- _Work task_: Type out all the records again exactly.

- _Records_:
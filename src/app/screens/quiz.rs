//! Quiz screen implementation
//!
//! One question at a time: progress gauge, the prompt, four answer options
//! with a selection cursor, and the feedback panel once an answer is locked in.

use ratatui::{
    layout::{Alignment, Constraint, Direction, Layout, Rect},
    style::{Color, Modifier, Style},
    text::{Line, Span},
    widgets::{Block, Borders, Gauge, List, ListItem, ListState, Paragraph, Wrap},
    Frame,
};

use super::help_bar;
use crate::render::{OptionView, QuestionView};
use crate::session::OptionMark;
use crate::util::format::{format_score, progress_label};
use crate::ANSWER_COUNT;

const OPTION_LETTERS: [char; ANSWER_COUNT] = ['A', 'B', 'C', 'D'];

/// Quiz screen component with an option cursor
#[derive(Debug)]
pub struct QuizScreen {
    cursor: usize,
    list_state: ListState,
    show_running_score: bool,
}

impl QuizScreen {
    pub fn new(show_running_score: bool) -> Self {
        let mut list_state = ListState::default();
        list_state.select(Some(0));

        Self {
            cursor: 0,
            list_state,
            show_running_score,
        }
    }

    /// Option under the cursor
    pub fn cursor(&self) -> usize {
        self.cursor
    }

    /// Move the cursor up, wrapping to the last option
    pub fn select_previous(&mut self) {
        self.cursor = if self.cursor == 0 {
            ANSWER_COUNT - 1
        } else {
            self.cursor - 1
        };
        self.list_state.select(Some(self.cursor));
    }

    /// Move the cursor down, wrapping to the first option
    pub fn select_next(&mut self) {
        self.cursor = (self.cursor + 1) % ANSWER_COUNT;
        self.list_state.select(Some(self.cursor));
    }

    /// Put the cursor back on the first option for a new question
    pub fn reset_cursor(&mut self) {
        self.cursor = 0;
        self.list_state.select(Some(0));
    }

    pub fn render(&mut self, f: &mut Frame, view: &QuestionView<'_>) {
        let chunks = Layout::default()
            .direction(Direction::Vertical)
            .constraints([
                Constraint::Length(3), // Progress
                Constraint::Min(4),    // Prompt
                Constraint::Length(6), // Options
                Constraint::Length(5), // Feedback
                Constraint::Length(3), // Help
            ])
            .split(f.size());

        self.render_progress(f, chunks[0], view);
        self.render_prompt(f, chunks[1], view);
        self.render_options(f, chunks[2], view);
        self.render_feedback(f, chunks[3], view);

        let keys: &[(&str, &str)] = if view.is_answered() {
            &[("Enter", "Next"), ("Esc", "Restart"), ("q", "Quit")]
        } else {
            &[
                ("↑↓", "Navigate"),
                ("Enter", "Answer"),
                ("1-4/a-d", "Pick"),
                ("Esc", "Restart"),
                ("q", "Quit"),
            ]
        };
        f.render_widget(help_bar(keys), chunks[4]);
    }

    fn render_progress(&self, f: &mut Frame, area: Rect, view: &QuestionView<'_>) {
        let mut label = progress_label(view.number, view.total);
        if self.show_running_score {
            label.push_str(&format!("  ·  Score {}", view.score));
        }

        let gauge = Gauge::default()
            .block(
                Block::default()
                    .title("Progress")
                    .borders(Borders::ALL)
                    .border_style(Style::default().fg(Color::Cyan)),
            )
            .gauge_style(Style::default().fg(Color::Green))
            .ratio(view.progress.clamp(0.0, 1.0))
            .label(label);

        f.render_widget(gauge, area);
    }

    fn render_prompt(&self, f: &mut Frame, area: Rect, view: &QuestionView<'_>) {
        let prompt = Paragraph::new(view.question.prompt.as_str())
            .style(Style::default().add_modifier(Modifier::BOLD))
            .wrap(Wrap { trim: true })
            .block(
                Block::default()
                    .title(format!(" Question {} ", view.number))
                    .borders(Borders::ALL)
                    .border_style(Style::default().fg(Color::Cyan)),
            );

        f.render_widget(prompt, area);
    }

    fn render_options(&mut self, f: &mut Frame, area: Rect, view: &QuestionView<'_>) {
        let items: Vec<ListItem> = view
            .options
            .iter()
            .zip(OPTION_LETTERS)
            .map(|(option, letter)| option_item(option, letter))
            .collect();

        let mut list = List::new(items).block(
            Block::default()
                .borders(Borders::ALL)
                .title("Answers"),
        );

        // Once locked in, the marks carry the information and the cursor hides
        if view.is_answered() {
            f.render_widget(list, area);
        } else {
            list = list
                .highlight_style(Style::default().bg(Color::Cyan).fg(Color::Black))
                .highlight_symbol(">> ");
            f.render_stateful_widget(list, area, &mut self.list_state);
        }
    }

    fn render_feedback(&self, f: &mut Frame, area: Rect, view: &QuestionView<'_>) {
        let Some(feedback) = view.feedback else {
            let hint = Paragraph::new(format!("Score so far: {}", format_score(view.score, view.total)))
                .style(Style::default().fg(Color::DarkGray))
                .alignment(Alignment::Center)
                .block(Block::default().borders(Borders::ALL));
            f.render_widget(hint, area);
            return;
        };

        let color = if feedback.correct { Color::Green } else { Color::Red };
        let text = vec![
            Line::from(Span::styled(
                feedback.headline(),
                Style::default().fg(color).add_modifier(Modifier::BOLD),
            )),
            Line::from(feedback.explanation),
        ];

        let panel = Paragraph::new(text)
            .wrap(Wrap { trim: true })
            .block(
                Block::default()
                    .borders(Borders::ALL)
                    .border_style(Style::default().fg(color)),
            );

        f.render_widget(panel, area);
    }
}

impl Default for QuizScreen {
    fn default() -> Self {
        Self::new(true)
    }
}

fn option_item<'a>(option: &OptionView<'a>, letter: char) -> ListItem<'a> {
    let (marker, style) = match option.mark {
        OptionMark::Correct => (
            "✓ ",
            Style::default()
                .fg(Color::Green)
                .add_modifier(Modifier::BOLD),
        ),
        OptionMark::Incorrect => ("✗ ", Style::default().fg(Color::Red)),
        OptionMark::Unmarked if !option.enabled => ("  ", Style::default().fg(Color::DarkGray)),
        OptionMark::Unmarked => ("  ", Style::default()),
    };

    ListItem::new(Line::from(vec![
        Span::styled(format!("{}) ", letter), Style::default().fg(Color::Yellow)),
        Span::styled(format!("{}{}", marker, option.text), style),
    ]))
}

#[cfg(test)]
mod tests {
    use super::*;

    #[test]
    fn test_cursor_wraps_down() {
        let mut screen = QuizScreen::new(true);
        for _ in 0..ANSWER_COUNT {
            screen.select_next();
        }
        assert_eq!(screen.cursor(), 0);
    }

    #[test]
    fn test_cursor_wraps_up() {
        let mut screen = QuizScreen::new(true);
        screen.select_previous();
        assert_eq!(screen.cursor(), ANSWER_COUNT - 1);

        screen.select_previous();
        assert_eq!(screen.cursor(), ANSWER_COUNT - 2);
    }

    #[test]
    fn test_reset_cursor() {
        let mut screen = QuizScreen::new(false);
        screen.select_next();
        screen.select_next();
        screen.reset_cursor();
        assert_eq!(screen.cursor(), 0);
    }
}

- _Response area_:
filename src/app/screens/quiz.rs
//! Quiz screen implementation
//!
//! One question at a time: progress gauge, the prompt, four answer options
//! with a selection cursor, and the feedback panel once an answer is locked in.

use ratatui::{
    layout::{Alignment, Constraint, Direction, Layout, Rect},
    style::{Color, Modifier, Style},
    text::{Line, Span},
    widgets::{Block, Borders, Gauge, List, ListItem, ListState, Paragraph, Wrap},
    Frame,
};

use super::help_bar;
use crate::render::{OptionView, QuestionView};
use crate::session::OptionMark;
use crate::util::format::{format_score, progress_label};
use crate::ANSWER_COUNT;

const OPTION_LETTERS: [char; ANSWER_COUNT] = ['A', 'B', 'C', 'D'];

/// Quiz screen component with an option cursor
#[derive(Debug)]
pub struct QuizScreen {
    cursor: usize,
    list_state: ListState,
    show_running_score: bool,
}

impl QuizScreen {
    pub fn new(show_running_score: bool) -> Self {
        let mut list_state = ListState::default();
        list_state.select(Some(0));

        Self {
            cursor: 0,
            list_state,
            show_running_score,
        }
    }

    /// Option under the cursor
    pub fn cursor(&self) -> usize {
        self.cursor
    }

    /// Move the cursor up, wrapping to the last option
    pub fn select_previous(&mut self) {
        self.cursor = if self.cursor == 0 {
            ANSWER_COUNT - 1
        } else {
            self.cursor - 1
        };
        self.list_state.select(Some(self.cursor));
    }

    /// Move the cursor down, wrapping to the first option
    pub fn select_next(&mut self) {
        self.cursor = (self.cursor + 1) % ANSWER_COUNT;
        self.list_state.select(Some(self.cursor));
    }

    /// Put the cursor back on the first option for a new question
    pub fn reset_cursor(&mut self) {
        self.cursor = 0;
        self.list_state.select(Some(0));
    }

    pub fn render(&mut self, f: &mut Frame, view: &QuestionView<'_>) {
        let chunks = Layout::default()
            .direction(Direction::Vertical)
            .constraints([
                Constraint::Length(3), // Progress
                Constraint::Min(4),    // Prompt
                Constraint::Length(6), // Options
                Constraint::Length(5), // Feedback
                Constraint::Length(3), // Help
            ])
            .split(f.size());

        self.render_progress(f, chunks[0], view);
        self.render_prompt(f, chunks[1], view);
        self.render_options(f, chunks[2], view);
        self.render_feedback(f, chunks[3], view);

        let keys: &[(&str, &str)] = if view.is_answered() {
            &[("Enter", "Next"), ("Esc", "Restart"), ("q", "Quit")]
        } else {
            &[
                ("↑↓", "Navigate"),
                ("Enter", "Answer"),
                ("1-4/a-d", "Pick"),
                ("Esc", "Restart"),
                ("q", "Quit"),
            ]
        };
        f.render_widget(help_bar(keys), chunks[4]);
    }

    fn render_progress(&self, f: &mut Frame, area: Rect, view: &QuestionView<'_>) {
        let mut label = progress_label(view.number, view.total);
        if self.show_running_score {
            label.push_str(&format!("  ·  Score {}", view.score));
        }

        let gauge = Gauge::default()
            .block(
                Block::default()
                    .title("Progress")
                    .borders(Borders::ALL)
                    .border_style(Style::default().fg(Color::Cyan)),
            )
            .gauge_style(Style::default().fg(Color::Green))
            .ratio(view.progress.clamp(0.0, 1.0))
            .label(label);

        f.render_widget(gauge, area);
    }

    fn render_prompt(&self, f: &mut Frame, area: Rect, view: &QuestionView<'_>) {
        let prompt = Paragraph::new(view.question.prompt.as_str())
            .style(Style::default().add_modifier(Modifier::BOLD))
            .wrap(Wrap { trim: true })
            .block(
                Block::default()
                    .title(format!(" Question {} ", view.number))
                    .borders(Borders::ALL)
                    .border_style(Style::default().fg(Color::Cyan)),
            );

        f.render_widget(prompt, area);
    }

    fn render_options(&mut self, f: &mut Frame, area: Rect, view: &QuestionView<'_>) {
        let items: Vec<ListItem> = view
            .options
            .iter()
            .zip(OPTION_LETTERS)
            .map(|(option, letter)| option_item(option, letter))
            .collect();

        let mut list = List::new(items).block(
            Block::default()
                .borders(Borders::ALL)
                .title("Answers"),
        );

        // Once locked in, the marks carry the information and the cursor hides
        if view.is_answered() {
            f.render_widget(list, area);
        } else {
            list = list
                .highlight_style(Style::default().bg(Color::Cyan).fg(Color::Black))
                .highlight_symbol(">> ");
            f.render_stateful_widget(list, area, &mut self.list_state);
        }
    }

    fn render_feedback(&self, f: &mut Frame, area: Rect, view: &QuestionView<'_>) {
        let Some(feedback) = view.feedback else {
            let hint = Paragraph::new(format!("Score so far: {}", format_score(view.score, view.total)))
                .style(Style::default().fg(Color::DarkGray))
                .alignment(Alignment::Center)
                .block(Block::default().borders(Borders::ALL));
            f.render_widget(hint, area);
            return;
        };

        let color = if feedback.correct { Color::Green } else { Color::Red };
        let text = vec![
            Line::from(Span::styled(
                feedback.headline(),
                Style::default().fg(color).add_modifier(Modifier::BOLD),
            )),
            Line::from(feedback.explanation),
        ];

        let panel = Paragraph::new(text)
            .wrap(Wrap { trim: true })
            .block(
                Block::default()
                    .borders(Borders::ALL)
                    .border_style(Style::default().fg(color)),
            );

        f.render_widget(panel, area);
    }
}

impl Default for QuizScreen {
    fn default() -> Self {
        Self::new(true)
    }
}

fn option_item<'a>(option: &OptionView<'a>, letter: char) -> ListItem<'a> {
    let (marker, style) = match option.mark {
        OptionMark::Correct => (
            "✓ ",
            Style::default()
                .fg(Color::Green)
                .add_modifier(Modifier::BOLD),
        ),
        OptionMark::Incorrect => ("✗ ", Style::default().fg(Color::Red)),
        OptionMark::Unmarked if !option.enabled => ("  ", Style::default().fg(Color::DarkGray)),
        OptionMark::Unmarked => ("  ", Style::default()),
    };

    ListItem::new(Line::from(vec![
        Span::styled(format!("{}) ", letter), Style::default().fg(Color::Yellow)),
        Span::styled(format!("{}{}", marker, option.text), style),
    ]))
}

#[cfg(test)]
mod tests {
    use super::*;

    #[test]
    fn test_cursor_wraps_down() {
        let mut screen = QuizScreen::new(true);
        for _ in 0..ANSWER_COUNT {
            screen.select_next();
        }
        assert_eq!(screen.cursor(), 0);
    }

    #[test]
    fn test_cursor_wraps_up() {
        let mut screen = QuizScreen::new(true);
        screen.select_previous();
        assert_eq!(screen.cursor(), ANSWER_COUNT - 1);

        screen.select_previous();
        assert_eq!(screen.cursor(), ANSWER_COUNT - 2);
    }

    #[test]
    fn test_reset_cursor() {
        let mut screen = QuizScreen::new(false);
        screen.select_next();
        screen.select_next();
        screen.reset_cursor();
        assert_eq!(screen.cursor(), 0);
    }
}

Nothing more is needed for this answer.